**WHAT IS NEEDED**
Without changing a single word, output each entry.
###
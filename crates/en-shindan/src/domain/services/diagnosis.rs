//! Diagnosis Orchestrator
//!
//! Validates a raw form, runs the five classifiers independently and
//! assembles one [`DiagnosisProfile`]. Validation is all-or-nothing: no
//! classifier runs until the whole form has passed.

use chrono::{DateTime, FixedOffset};

use super::{attraction, biorhythm, calendar, name_acoustics, region};
use crate::domain::entities::{DiagnosisForm, DiagnosisInput, DiagnosisProfile};
use crate::domain::errors::DiagnosisError;

/// Version of the diagnosis logic, attached to every profile
pub const LOGIC_VERSION: &str = "1.0.0";

/// Validate `form` and diagnose it as of `reference`
///
/// `reference` is both the biorhythm "today" (its local calendar date) and
/// the `calculatedAt` stamp of the profile. Passing the same form and
/// reference always yields the same profile.
pub fn diagnose(
    form: &DiagnosisForm,
    reference: DateTime<FixedOffset>,
) -> Result<DiagnosisProfile, DiagnosisError> {
    let input = form.validate().inspect_err(|e| {
        tracing::debug!(field = e.field(), error = %e, "Diagnosis form rejected");
    })?;

    Ok(compute(&input, reference))
}

/// Diagnose already-validated input
pub fn compute(input: &DiagnosisInput, reference: DateTime<FixedOffset>) -> DiagnosisProfile {
    let natural_type = calendar::classify(input.birth_date);
    let name = name_acoustics::analyze(input.first_name.as_str(), input.last_name.as_str());
    let attraction = attraction::classify(input.answers);
    let biorhythm = biorhythm::phase_at(input.birth_date, reference.date_naive());
    let region_energy = region::resolve_pair(&input.birth_region, &input.current_region);

    tracing::debug!(
        natural_type = %natural_type.natural_type,
        name_type = %name.bond_type,
        attraction_type = %attraction.attraction_type,
        phase = %biorhythm.phase,
        "Diagnosis computed"
    );

    DiagnosisProfile {
        natural_type,
        name,
        attraction,
        biorhythm,
        region_energy,
        calculated_at: reference,
        version: LOGIC_VERSION.to_string(),
    }
}

#[cfg(test)]
mod tests {
    use super::*;
    use crate::domain::value_objects::{Area, BiorhythmPhase, Element, NameBondType};

    fn reference() -> DateTime<FixedOffset> {
        DateTime::parse_from_rfc3339("2024-06-15T10:00:00+09:00").unwrap()
    }

    fn form() -> DiagnosisForm {
        DiagnosisForm {
            birth_date: Some("1990-06-15".to_string()),
            first_name: Some("Anna".to_string()),
            last_name: Some("Lee".to_string()),
            birth_region: Some("東京都".to_string()),
            current_region: Some("京都府".to_string()),
            work_pattern: Some("木".to_string()),
            relationship_style: Some("木".to_string()),
            stress_handling: Some("火".to_string()),
            lifestyle_preference: Some("水".to_string()),
        }
    }

    #[test]
    fn test_full_profile() {
        let profile = diagnose(&form(), reference()).unwrap();

        assert_eq!(profile.natural_type.natural_type, "木の夏雨");
        assert_eq!(profile.name.bond_type, NameBondType::Shinen);
        assert_eq!(profile.attraction.attraction_type, "木縁型");
        assert_eq!(profile.biorhythm.phase, BiorhythmPhase::Shinsei);
        assert_eq!(profile.biorhythm.days_into_phase, 24);
        assert_eq!(profile.region_energy.birth.element, Element::Fire);
        assert_eq!(profile.region_energy.current.element, Element::Metal);
        assert_eq!(profile.region_energy.current.area, Some(Area::Kansai));
        assert_eq!(profile.calculated_at, reference());
        assert_eq!(profile.version, LOGIC_VERSION);
    }

    #[test]
    fn test_reference_local_date_drives_biorhythm() {
        // 2024-06-15 in Tokyo is still 2024-06-14 in UTC
        let late_utc = DateTime::parse_from_rfc3339("2024-06-14T20:00:00+00:00").unwrap();
        let tokyo = late_utc.with_timezone(&FixedOffset::east_opt(9 * 3600).unwrap());

        let in_utc = diagnose(&form(), late_utc).unwrap();
        let in_tokyo = diagnose(&form(), tokyo).unwrap();
        assert_eq!(in_utc.biorhythm.day_in_cycle, 23);
        assert_eq!(in_tokyo.biorhythm.day_in_cycle, 24);
    }

    #[test]
    fn test_validation_error_stops_everything() {
        let mut bad = form();
        bad.last_name = Some("Lee-Smith".to_string());
        assert_eq!(
            diagnose(&bad, reference()),
            Err(DiagnosisError::invalid_name("lastName"))
        );
    }

    #[test]
    fn test_blank_region_and_answer_fall_back() {
        let mut blank = form();
        blank.birth_region = Some("  ".to_string());
        blank.work_pattern = Some(" ".to_string());

        let profile = diagnose(&blank, reference()).unwrap();
        assert_eq!(profile.region_energy.birth.element, Element::Earth);
        assert_eq!(profile.region_energy.birth.area, None);
        assert_eq!(profile.attraction.element_counts.get(Element::Wood), 1);
        assert_eq!(profile.attraction.element_counts.get(Element::Fire), 1);
        assert_eq!(profile.attraction.element_counts.get(Element::Water), 1);
    }

    #[test]
    fn test_output_is_byte_identical() {
        let a = serde_json::to_string(&diagnose(&form(), reference()).unwrap()).unwrap();
        let b = serde_json::to_string(&diagnose(&form(), reference()).unwrap()).unwrap();
        assert_eq!(a, b);
    }

    #[test]
    fn test_json_shape() {
        let profile = diagnose(&form(), reference()).unwrap();
        let json = serde_json::to_value(&profile).unwrap();

        assert_eq!(json["naturalType"]["naturalType"], "木の夏雨");
        assert_eq!(json["naturalType"]["phenomenon"], "夏雨");
        assert_eq!(json["naturalType"]["fileName"], "wood-natsuame");
        assert_eq!(json["name"]["type"], "深縁");
        assert_eq!(json["name"]["scores"]["広縁"], 4);
        assert_eq!(json["attraction"]["attractionType"], "木縁型");
        assert_eq!(json["attraction"]["elementCounts"]["木"], 2);
        assert_eq!(json["biorhythm"]["phase"], "新生期");
        assert_eq!(json["biorhythm"]["energy"], "始まり");
        assert_eq!(json["regionEnergy"]["birth"]["area"], "関東");
        assert_eq!(json["calculatedAt"], "2024-06-15T10:00:00+09:00");
        assert_eq!(json["version"], "1.0.0");

        let back: DiagnosisProfile = serde_json::from_value(json).unwrap();
        assert_eq!(back.natural_type, profile.natural_type);
        assert_eq!(back.biorhythm, profile.biorhythm);
    }
}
###
**OUTPUT FOR THIS EXERCISE**
filename crates/en-shindan/src/domain/services/diagnosis.rs
//! Diagnosis Orchestrator
//!
//! Validates a raw form, runs the five classifiers independently and
//! assembles one [`DiagnosisProfile`]. Validation is all-or-nothing: no
//! classifier runs until the whole form has passed.

use chrono::{DateTime, FixedOffset};

use super::{attraction, biorhythm, calendar, name_acoustics, region};
use crate::domain::entities::{DiagnosisForm, DiagnosisInput, DiagnosisProfile};
use crate::domain::errors::DiagnosisError;

/// Version of the diagnosis logic, attached to every profile
pub const LOGIC_VERSION: &str = "1.0.0";

/// Validate `form` and diagnose it as of `reference`
///
/// `reference` is both the biorhythm "today" (its local calendar date) and
/// the `calculatedAt` stamp of the profile. Passing the same form and
/// reference always yields the same profile.
pub fn diagnose(
    form: &DiagnosisForm,
    reference: DateTime<FixedOffset>,
) -> Result<DiagnosisProfile, DiagnosisError> {
    let input = form.validate().inspect_err(|e| {
        tracing::debug!(field = e.field(), error = %e, "Diagnosis form rejected");
    })?;

    Ok(compute(&input, reference))
}

/// Diagnose already-validated input
pub fn compute(input: &DiagnosisInput, reference: DateTime<FixedOffset>) -> DiagnosisProfile {
    let natural_type = calendar::classify(input.birth_date);
    let name = name_acoustics::analyze(input.first_name.as_str(), input.last_name.as_str());
    let attraction = attraction::classify(input.answers);
    let biorhythm = biorhythm::phase_at(input.birth_date, reference.date_naive());
    let region_energy = region::resolve_pair(&input.birth_region, &input.current_region);

    tracing::debug!(
        natural_type = %natural_type.natural_type,
        name_type = %name.bond_type,
        attraction_type = %attraction.attraction_type,
        phase = %biorhythm.phase,
        "Diagnosis computed"
    );

    DiagnosisProfile {
        natural_type,
        name,
        attraction,
        biorhythm,
        region_energy,
        calculated_at: reference,
        version: LOGIC_VERSION.to_string(),
    }
}

#[cfg(test)]
mod tests {
    use super::*;
    use crate::domain::value_objects::{Area, BiorhythmPhase, Element, NameBondType};

    fn reference() -> DateTime<FixedOffset> {
        DateTime::parse_from_rfc3339("2024-06-15T10:00:00+09:00").unwrap()
    }

    fn form() -> DiagnosisForm {
        DiagnosisForm {
            birth_date: Some("1990-06-15".to_string()),
            first_name: Some("Anna".to_string()),
            last_name: Some("Lee".to_string()),
            birth_region: Some("東京都".to_string()),
            current_region: Some("京都府".to_string()),
            work_pattern: Some("木".to_string()),
            relationship_style: Some("木".to_string()),
            stress_handling: Some("火".to_string()),
            lifestyle_preference: Some("水".to_string()),
        }
    }

    #[test]
    fn test_full_profile() {
        let profile = diagnose(&form(), reference()).unwrap();

        assert_eq!(profile.natural_type.natural_type, "木の夏雨");
        assert_eq!(profile.name.bond_type, NameBondType::Shinen);
        assert_eq!(profile.attraction.attraction_type, "木縁型");
        assert_eq!(profile.biorhythm.phase, BiorhythmPhase::Shinsei);
        assert_eq!(profile.biorhythm.days_into_phase, 24);
        assert_eq!(profile.region_energy.birth.element, Element::Fire);
        assert_eq!(profile.region_energy.current.element, Element::Metal);
        assert_eq!(profile.region_energy.current.area, Some(Area::Kansai));
        assert_eq!(profile.calculated_at, reference());
        assert_eq!(profile.version, LOGIC_VERSION);
    }

    #[test]
    fn test_reference_local_date_drives_biorhythm() {
        // 2024-06-15 in Tokyo is still 2024-06-14 in UTC
        let late_utc = DateTime::parse_from_rfc3339("2024-06-14T20:00:00+00:00").unwrap();
        let tokyo = late_utc.with_timezone(&FixedOffset::east_opt(9 * 3600).unwrap());

        let in_utc = diagnose(&form(), late_utc).unwrap();
        let in_tokyo = diagnose(&form(), tokyo).unwrap();
        assert_eq!(in_utc.biorhythm.day_in_cycle, 23);
        assert_eq!(in_tokyo.biorhythm.day_in_cycle, 24);
    }

    #[test]
    fn test_validation_error_stops_everything() {
        let mut bad = form();
        bad.last_name = Some("Lee-Smith".to_string());
        assert_eq!(
            diagnose(&bad, reference()),
            Err(DiagnosisError::invalid_name("lastName"))
        );
    }

    #[test]
    fn test_blank_region_and_answer_fall_back() {
        let mut blank = form();
        blank.birth_region = Some("  ".to_string());
        blank.work_pattern = Some(" ".to_string());

        let profile = diagnose(&blank, reference()).unwrap();
        assert_eq!(profile.region_energy.birth.element, Element::Earth);
        assert_eq!(profile.region_energy.birth.area, None);
        assert_eq!(profile.attraction.element_counts.get(Element::Wood), 1);
        assert_eq!(profile.attraction.element_counts.get(Element::Fire), 1);
        assert_eq!(profile.attraction.element_counts.get(Element::Water), 1);
    }

    #[test]
    fn test_output_is_byte_identical() {
        let a = serde_json::to_string(&diagnose(&form(), reference()).unwrap()).unwrap();
        let b = serde_json::to_string(&diagnose(&form(), reference()).unwrap()).unwrap();
        assert_eq!(a, b);
    }

    #[test]
    fn test_json_shape() {
        let profile = diagnose(&form(), reference()).unwrap();
        let json = serde_json::to_value(&profile).unwrap();

        assert_eq!(json["naturalType"]["naturalType"], "木の夏雨");
        assert_eq!(json["naturalType"]["phenomenon"], "夏雨");
        assert_eq!(json["naturalType"]["fileName"], "wood-natsuame");
        assert_eq!(json["name"]["type"], "深縁");
        assert_eq!(json["name"]["scores"]["広縁"], 4);
        assert_eq!(json["attraction"]["attractionType"], "木縁型");
        assert_eq!(json["attraction"]["elementCounts"]["木"], 2);
        assert_eq!(json["biorhythm"]["phase"], "新生期");
        assert_eq!(json["biorhythm"]["energy"], "始まり");
        assert_eq!(json["regionEnergy"]["birth"]["area"], "関東");
        assert_eq!(json["calculatedAt"], "2024-06-15T10:00:00+09:00");
        assert_eq!(json["version"], "1.0.0");

        let back: DiagnosisProfile = serde_json::from_value(json).unwrap();
        assert_eq!(back.natural_type, profile.natural_type);
        assert_eq!(back.biorhythm, profile.biorhythm);
    }
}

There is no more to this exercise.